MyGreenLab, a non-profit organization devoted to creating a culture of sustainability in science, notes that this volume of plastic waste could cover an area 23x the size of Manhattan. These are striking figures, and with limited options for recycling the plastic products generated by laboratories, the situation is of deep concern. Against the backdrop of rising research demand in high-growth areas such as genomics, it's an opportune moment for laboratories to explore how to use resources better and reduce this environmental burden.
"Never doubt that a small group of thoughtful, committed citizens can change the world. Indeed, it is the only thing that ever has."
– Margaret Mead
The advice from sustainable laboratory initiatives like MyGreenLab concerning waste is to follow the three 'Rs', reduce, reuse, and recycle and explore how each method could be adopted within the specific setting. Getting the basics right also matters – for example, the good practice of inventory management is essential for controlling costs and also supports oversight over sustainability practices. Making sustainability a factor in procurement strategy is another tactic many laboratories are now employing – since consolidating orders can significantly reduce waste.
It’s well known that consumables including tips, reagents and reaction tubes are the primary source of plastic waste from the laboratory, often resulting in numerous sacks per day from a single facility.
'Green' options for disposal of these items are limited due to contamination, but not all waste is hazardous so laboratories may work proactively with waste management providers to identify any opportunities for recycling. Yet, with consumables, perhaps the most powerful tactic laboratories can employ is to eliminate waste before it occurs by reducing use. There are already options available that already contribute to this effort, including liquid handling solutions that mitigate waste of tip and reagent resources.

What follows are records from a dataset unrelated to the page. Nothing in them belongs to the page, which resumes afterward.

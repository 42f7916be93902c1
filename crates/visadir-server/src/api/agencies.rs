use axum::{
    extract::{Path, Query, State},
    Extension, Json,
};
use serde::Deserialize;
use visadir_core::search::normalize_limit;
use visadir_core::Agency;

use crate::middleware::RequestId;

use super::{ApiError, ApiResponse, AppState};

#[derive(Debug, Deserialize)]
pub(super) struct AgencyQuery {
    pub city: Option<String>,
    pub service: Option<String>,
    pub limit: Option<usize>,
}

/// Agencies in store order, narrowed by exact city and catalog service key.
pub(super) async fn list_agencies(
    State(state): State<AppState>,
    Extension(req_id): Extension<RequestId>,
    Query(query): Query<AgencyQuery>,
) -> Json<ApiResponse<Vec<Agency>>> {
    let city = query.city.as_deref().filter(|c| !c.is_empty());
    let service = query.service.as_deref().filter(|s| !s.is_empty());

    let data = state
        .catalog
        .agencies_matching(city, service)
        .into_iter()
        .take(normalize_limit(query.limit))
        .cloned()
        .collect();

    Json(ApiResponse::new(data, req_id.0))
}

pub(super) async fn get_agency(
    State(state): State<AppState>,
    Extension(req_id): Extension<RequestId>,
    Path(slug): Path<String>,
) -> Result<Json<ApiResponse<Agency>>, ApiError> {
    let Some(agency) = state.catalog.agency_by_slug(&slug) else {
        return Err(ApiError::new(
            req_id.0,
            "not_found",
            format!("agency {slug} not found"),
        ));
    };

    Ok(Json(ApiResponse::new(agency.clone(), req_id.0)))
}
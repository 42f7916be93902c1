//! Request-scoped middleware: request ids, access spans and the shared
//! fixed-window rate limit.

use std::{
    sync::Arc,
    time::{Duration, Instant},
};

use axum::{
    extract::{Request, State},
    http::{header::RETRY_AFTER, HeaderValue},
    middleware::Next,
    response::{IntoResponse, Response},
};
use tokio::sync::Mutex;
use tracing::Span;
use uuid::Uuid;

use crate::api::ApiError;

pub const REQUEST_ID_HEADER: &str = "x-request-id";

/// Longest caller-supplied request id that is echoed back.
const MAX_REQUEST_ID_LEN: usize = 128;

/// Newtype wrapping a request ID string, stored as a request extension.
#[derive(Debug, Clone)]
pub struct RequestId(pub String);

impl RequestId {
    /// Adopt the inbound header when it is short visible ASCII, otherwise
    /// mint a `UUIDv4`.
    fn from_header(value: Option<&HeaderValue>) -> Self {
        value
            .and_then(|v| v.to_str().ok())
            .filter(|id| {
                !id.is_empty()
                    && id.len() <= MAX_REQUEST_ID_LEN
                    && id.bytes().all(|b| b.is_ascii_graphic())
            })
            .map_or_else(
                || Self(Uuid::new_v4().to_string()),
                |id| Self(id.to_string()),
            )
    }
}

/// Attach a [`RequestId`] to the request and echo it on the response.
pub async fn request_id(mut req: Request, next: Next) -> Response {
    let id = RequestId::from_header(req.headers().get(REQUEST_ID_HEADER));
    let header = HeaderValue::from_str(&id.0).ok();
    req.extensions_mut().insert(id);

    let mut res = next.run(req).await;
    if let Some(header) = header {
        res.headers_mut().insert(REQUEST_ID_HEADER, header);
    }
    res
}

/// Span for `TraceLayer`; runs inside [`request_id`] so the id is present.
pub fn request_span(req: &Request) -> Span {
    let request_id = req
        .extensions()
        .get::<RequestId>()
        .map_or("-", |id| id.0.as_str());
    tracing::info_span!(
        "http",
        method = %req.method(),
        path = req.uri().path(),
        request_id
    )
}

#[derive(Debug)]
struct RateLimitWindow {
    started_at: Instant,
    count: usize,
}

/// Fixed-window limiter shared by every rate-limited route.
#[derive(Debug, Clone)]
pub struct RateLimitState {
    max_requests: usize,
    window: Duration,
    state: Arc<Mutex<RateLimitWindow>>,
}

impl RateLimitState {
    #[must_use]
    pub fn new(max_requests: usize, window: Duration) -> Self {
        Self {
            max_requests,
            window,
            state: Arc::new(Mutex::new(RateLimitWindow {
                started_at: Instant::now(),
                count: 0,
            })),
        }
    }

    #[must_use]
    pub fn from_config(config: &visadir_core::AppConfig) -> Self {
        Self::new(
            config.rate_limit_max_requests,
            Duration::from_secs(config.rate_limit_window_secs),
        )
    }

    /// Count one request against the current window.
    ///
    /// # Errors
    ///
    /// Returns the time left until the window resets once the budget is spent.
    async fn acquire(&self) -> Result<(), Duration> {
        let mut window = self.state.lock().await;
        let now = Instant::now();
        if now.duration_since(window.started_at) >= self.window {
            window.started_at = now;
            window.count = 0;
        }

        if window.count >= self.max_requests {
            return Err(self
                .window
                .saturating_sub(now.duration_since(window.started_at)));
        }
        window.count += 1;
        Ok(())
    }
}

/// Reject requests over budget with a `rate_limited` error and `Retry-After`.
pub async fn enforce_rate_limit(
    State(rate_limit): State<RateLimitState>,
    req: Request,
    next: Next,
) -> Response {
    let Err(retry_after) = rate_limit.acquire().await else {
        return next.run(req).await;
    };

    let request_id = req
        .extensions()
        .get::<RequestId>()
        .map_or_else(String::new, |id| id.0.clone());
    let retry_after_secs = retry_after.as_secs().max(1);
    tracing::warn!(
        %request_id,
        max_requests = rate_limit.max_requests,
        retry_after_secs,
        "rate limit exceeded"
    );

    let mut res = ApiError::new(request_id, "rate_limited", "rate limit exceeded").into_response();
    res.headers_mut()
        .insert(RETRY_AFTER, HeaderValue::from(retry_after_secs));
    res
}
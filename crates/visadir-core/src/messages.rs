//! Localized UI strings.
//!
//! Bundles are nested JSON documents (one per locale) compiled into the
//! binary and flattened to dotted keys such as `homepage.filters.allCities`.

use std::collections::HashMap;

use serde_json::Value;

use crate::locale::Locale;
use crate::CoreError;

const EN_BUNDLE: &str = include_str!("../messages/en.json");
const TH_BUNDLE: &str = include_str!("../messages/th.json");
const ZH_BUNDLE: &str = include_str!("../messages/zh.json");

/// Key → localized string resolution.
///
/// Implementors only provide [`Translate::lookup`]; the fallback chain is
/// shared.
pub trait Translate {
    /// The string for `key` in exactly `locale`, if present.
    fn lookup(&self, locale: Locale, key: &str) -> Option<&str>;

    /// Resolve `key`, falling back to English and then to the key itself.
    fn translate(&self, locale: Locale, key: &str) -> String {
        if let Some(value) = self.lookup(locale, key) {
            return value.to_string();
        }
        if locale != Locale::En {
            if let Some(value) = self.lookup(Locale::En, key) {
                tracing::debug!(%locale, key, "message missing, using english");
                return value.to_string();
            }
        }
        tracing::warn!(%locale, key, "message missing from every bundle");
        key.to_string()
    }

    /// Resolve `key` in `locale` only, substituting `fallback` when absent.
    fn translate_or(&self, locale: Locale, key: &str, fallback: &str) -> String {
        self.lookup(locale, key).unwrap_or(fallback).to_string()
    }

    /// [`Translate::translate`] followed by `{name}` placeholder substitution.
    fn translate_with(&self, locale: Locale, key: &str, args: &[(&str, &str)]) -> String {
        let mut out = self.translate(locale, key);
        for (name, value) in args {
            out = out.replace(&format!("{{{name}}}"), value);
        }
        out
    }
}

/// Flattened message bundles for every supported locale.
#[derive(Debug, Clone, Default)]
pub struct MessageCatalog {
    bundles: HashMap<Locale, HashMap<String, String>>,
}

impl MessageCatalog {
    /// The bundles compiled into the crate.
    ///
    /// # Errors
    ///
    /// Returns `CoreError::InvalidBundle` if an embedded bundle is not a JSON object.
    pub fn bundled() -> Result<Self, CoreError> {
        Self::from_sources([
            (Locale::En, EN_BUNDLE),
            (Locale::Th, TH_BUNDLE),
            (Locale::Zh, ZH_BUNDLE),
        ])
    }

    /// Build a catalog from raw JSON documents.
    ///
    /// # Errors
    ///
    /// Returns `CoreError::InvalidBundle` if a document fails to parse or its
    /// root is not an object.
    pub fn from_sources<'a>(
        sources: impl IntoIterator<Item = (Locale, &'a str)>,
    ) -> Result<Self, CoreError> {
        let mut bundles = HashMap::new();
        for (locale, raw) in sources {
            let invalid = |reason: String| CoreError::InvalidBundle {
                locale: locale.to_string(),
                reason,
            };
            let value: Value = serde_json::from_str(raw).map_err(|e| invalid(e.to_string()))?;
            if !value.is_object() {
                return Err(invalid("root must be an object".to_string()));
            }

            let mut flat = HashMap::new();
            flatten_into(&mut flat, String::new(), value);
            tracing::debug!(%locale, keys = flat.len(), "message bundle loaded");
            bundles.insert(locale, flat);
        }
        Ok(Self { bundles })
    }

    /// Number of keys in the bundle for `locale`.
    #[must_use]
    pub fn key_count(&self, locale: Locale) -> usize {
        self.bundles.get(&locale).map_or(0, HashMap::len)
    }
}

impl Translate for MessageCatalog {
    fn lookup(&self, locale: Locale, key: &str) -> Option<&str> {
        self.bundles
            .get(&locale)
            .and_then(|b| b.get(key))
            .map(String::as_str)
    }
}

fn flatten_into(out: &mut HashMap<String, String>, prefix: String, value: Value) {
    match value {
        Value::Object(map) => {
            for (k, v) in map {
                let key = if prefix.is_empty() {
                    k
                } else {
                    format!("{prefix}.{k}")
                };
                flatten_into(out, key, v);
            }
        }
        Value::String(s) => {
            out.insert(prefix, s);
        }
        Value::Null | Value::Array(_) => {}
        other => {
            out.insert(prefix, other.to_string());
        }
    }
}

For example, SPT Labtech’s dragonfly uses non-contact reagent dispensing, allowing a single tip to be used for multiple plate runs, dramatically reducing the number of tips required. Miniaturization, where we scale down the volume of a reaction mixture or assay, is another opportunity for environmental improvement by reducing waste of both reagent and sample. SPT Labtech’s mosquito and dragonfly instruments support these increasingly adopted miniaturized workflows.
Indirectly, by reducing time at the bench for individual researchers, automated solutions can also lessen the use of other single-use plastics like gloves.
Beyond this, innovative solutions such as automated washers that sanitize tips for reuse, and microplate washing technologies are now entering the field, and we will watch with interest to see how these approaches develop.
At a higher level, it’s also crucial to think carefully about what technologies we choose in the laboratory to ensure that the scientific output justifies the environmental footprint. For example, investing in an instrument that is too complex for use by many of the research team is a questionable use of resources and does not reflect sustainable practice.
There is a great deal to explore and address in the journey towards greener research practices, yet the positive outcomes of embracing sustainability are multi-fold. Laboratories investing in sustainable approaches stand to benefit from stronger community spirit and motivation as well as derive cost efficiencies. A sustainability focus can also help inspire better science by encouraging us to think creatively, streamline processes and "do more with less", generating a more significant scientific return on our investment, while protecting our world for the next generation of scientists.